• ACTION ITEM:
Return every line of the data that contains the string "into".

• RECORDS FOR THE TASK:
>>>>>

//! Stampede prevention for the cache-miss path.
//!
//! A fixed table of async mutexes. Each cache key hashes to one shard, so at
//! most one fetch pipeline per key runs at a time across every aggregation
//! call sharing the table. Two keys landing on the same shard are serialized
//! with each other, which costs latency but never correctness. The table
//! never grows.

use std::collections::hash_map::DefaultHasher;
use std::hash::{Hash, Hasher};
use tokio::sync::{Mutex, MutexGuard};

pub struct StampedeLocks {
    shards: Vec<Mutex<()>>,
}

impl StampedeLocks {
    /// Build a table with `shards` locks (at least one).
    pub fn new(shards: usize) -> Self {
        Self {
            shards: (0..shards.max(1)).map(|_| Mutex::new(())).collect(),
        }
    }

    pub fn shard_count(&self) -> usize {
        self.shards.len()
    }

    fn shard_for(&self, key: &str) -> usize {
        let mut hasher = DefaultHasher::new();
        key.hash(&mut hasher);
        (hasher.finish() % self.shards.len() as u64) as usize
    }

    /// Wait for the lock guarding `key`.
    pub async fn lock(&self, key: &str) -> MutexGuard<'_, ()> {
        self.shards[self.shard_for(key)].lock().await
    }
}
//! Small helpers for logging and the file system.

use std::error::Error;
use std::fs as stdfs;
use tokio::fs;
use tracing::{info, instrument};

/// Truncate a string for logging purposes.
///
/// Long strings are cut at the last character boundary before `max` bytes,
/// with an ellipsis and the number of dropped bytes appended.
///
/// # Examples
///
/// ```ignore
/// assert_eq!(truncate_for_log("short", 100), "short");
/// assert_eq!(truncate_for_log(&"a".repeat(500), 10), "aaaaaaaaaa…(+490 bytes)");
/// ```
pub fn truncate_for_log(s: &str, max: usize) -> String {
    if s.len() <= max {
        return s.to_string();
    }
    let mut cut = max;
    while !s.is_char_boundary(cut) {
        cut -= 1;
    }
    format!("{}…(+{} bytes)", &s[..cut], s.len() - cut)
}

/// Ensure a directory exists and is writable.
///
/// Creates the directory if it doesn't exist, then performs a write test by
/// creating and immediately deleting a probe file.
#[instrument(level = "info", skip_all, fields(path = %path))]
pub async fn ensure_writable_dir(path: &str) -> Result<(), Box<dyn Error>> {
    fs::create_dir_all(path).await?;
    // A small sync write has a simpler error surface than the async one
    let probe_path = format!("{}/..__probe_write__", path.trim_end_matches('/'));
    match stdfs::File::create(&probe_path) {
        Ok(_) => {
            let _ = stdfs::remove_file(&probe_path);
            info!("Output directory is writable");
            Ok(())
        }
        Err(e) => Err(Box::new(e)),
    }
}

<<<<<
>>>>>

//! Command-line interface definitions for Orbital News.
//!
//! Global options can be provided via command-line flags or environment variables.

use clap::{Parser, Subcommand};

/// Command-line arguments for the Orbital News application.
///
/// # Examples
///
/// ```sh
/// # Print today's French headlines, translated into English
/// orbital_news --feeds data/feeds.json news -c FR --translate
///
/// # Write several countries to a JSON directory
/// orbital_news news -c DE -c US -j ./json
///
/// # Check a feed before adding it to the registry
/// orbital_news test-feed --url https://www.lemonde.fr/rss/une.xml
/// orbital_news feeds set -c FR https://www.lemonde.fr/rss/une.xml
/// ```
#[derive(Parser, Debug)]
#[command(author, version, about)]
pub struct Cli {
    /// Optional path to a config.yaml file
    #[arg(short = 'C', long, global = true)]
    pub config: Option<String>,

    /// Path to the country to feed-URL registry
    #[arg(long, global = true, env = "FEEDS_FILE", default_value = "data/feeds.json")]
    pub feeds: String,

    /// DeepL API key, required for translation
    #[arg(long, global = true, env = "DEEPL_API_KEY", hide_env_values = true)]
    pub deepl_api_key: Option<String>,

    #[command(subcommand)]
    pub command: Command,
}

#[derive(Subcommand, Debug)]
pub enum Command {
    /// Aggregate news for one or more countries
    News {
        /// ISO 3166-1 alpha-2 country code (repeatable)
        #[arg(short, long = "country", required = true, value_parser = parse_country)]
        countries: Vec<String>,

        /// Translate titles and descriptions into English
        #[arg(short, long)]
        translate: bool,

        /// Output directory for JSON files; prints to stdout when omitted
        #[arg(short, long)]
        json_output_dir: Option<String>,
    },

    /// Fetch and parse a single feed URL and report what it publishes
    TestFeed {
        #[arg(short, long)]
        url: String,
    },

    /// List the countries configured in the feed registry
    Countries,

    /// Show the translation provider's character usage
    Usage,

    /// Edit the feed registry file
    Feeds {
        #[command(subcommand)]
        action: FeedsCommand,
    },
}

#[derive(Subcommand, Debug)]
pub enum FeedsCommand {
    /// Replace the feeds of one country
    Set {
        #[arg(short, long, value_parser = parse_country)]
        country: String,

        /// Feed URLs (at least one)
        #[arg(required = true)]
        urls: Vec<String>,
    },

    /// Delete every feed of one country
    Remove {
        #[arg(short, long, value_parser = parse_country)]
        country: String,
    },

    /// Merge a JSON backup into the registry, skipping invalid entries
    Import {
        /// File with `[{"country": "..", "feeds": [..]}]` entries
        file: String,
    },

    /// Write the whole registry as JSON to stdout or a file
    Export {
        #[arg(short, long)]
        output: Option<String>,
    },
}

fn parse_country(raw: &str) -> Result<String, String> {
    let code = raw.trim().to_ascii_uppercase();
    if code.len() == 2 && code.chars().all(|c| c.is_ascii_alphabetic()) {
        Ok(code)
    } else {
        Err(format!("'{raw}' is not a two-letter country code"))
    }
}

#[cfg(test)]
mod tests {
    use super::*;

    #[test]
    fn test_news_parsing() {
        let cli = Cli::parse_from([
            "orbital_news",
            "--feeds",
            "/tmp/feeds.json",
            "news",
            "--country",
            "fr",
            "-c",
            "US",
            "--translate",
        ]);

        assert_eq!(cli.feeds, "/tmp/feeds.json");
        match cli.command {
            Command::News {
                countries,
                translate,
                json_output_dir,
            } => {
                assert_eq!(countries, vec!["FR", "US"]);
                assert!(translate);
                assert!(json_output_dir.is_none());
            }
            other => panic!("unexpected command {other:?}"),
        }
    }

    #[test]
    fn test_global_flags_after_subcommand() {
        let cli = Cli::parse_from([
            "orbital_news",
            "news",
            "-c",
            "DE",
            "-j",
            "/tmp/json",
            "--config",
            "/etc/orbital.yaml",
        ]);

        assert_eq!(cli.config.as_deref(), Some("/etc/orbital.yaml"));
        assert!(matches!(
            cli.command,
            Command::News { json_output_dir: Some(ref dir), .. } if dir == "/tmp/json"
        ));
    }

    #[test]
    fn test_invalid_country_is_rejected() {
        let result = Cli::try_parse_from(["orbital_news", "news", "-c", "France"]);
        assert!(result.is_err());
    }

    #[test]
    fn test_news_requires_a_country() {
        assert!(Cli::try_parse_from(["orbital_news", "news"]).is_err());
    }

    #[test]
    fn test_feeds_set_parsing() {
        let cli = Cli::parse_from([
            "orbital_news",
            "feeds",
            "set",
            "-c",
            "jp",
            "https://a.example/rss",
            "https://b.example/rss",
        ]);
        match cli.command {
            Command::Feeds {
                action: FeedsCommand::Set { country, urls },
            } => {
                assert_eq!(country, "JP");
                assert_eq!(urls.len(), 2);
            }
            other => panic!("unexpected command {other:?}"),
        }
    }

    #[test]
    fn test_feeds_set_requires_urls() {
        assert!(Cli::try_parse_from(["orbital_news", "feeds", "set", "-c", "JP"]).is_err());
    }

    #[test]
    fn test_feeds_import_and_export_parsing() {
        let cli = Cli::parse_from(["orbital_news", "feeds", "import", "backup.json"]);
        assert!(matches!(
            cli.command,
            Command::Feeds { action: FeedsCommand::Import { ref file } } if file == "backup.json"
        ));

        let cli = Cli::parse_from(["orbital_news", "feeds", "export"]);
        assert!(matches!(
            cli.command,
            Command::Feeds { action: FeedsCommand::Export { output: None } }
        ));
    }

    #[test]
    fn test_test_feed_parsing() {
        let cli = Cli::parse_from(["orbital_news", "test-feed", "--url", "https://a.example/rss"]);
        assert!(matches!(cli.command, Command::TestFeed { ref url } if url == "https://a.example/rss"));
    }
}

<<<<<

• ANSWER BOX:
/// # Print today's French headlines, translated into English
        /// Translate titles and descriptions into English
    /// Merge a JSON backup into the registry, skipping invalid entries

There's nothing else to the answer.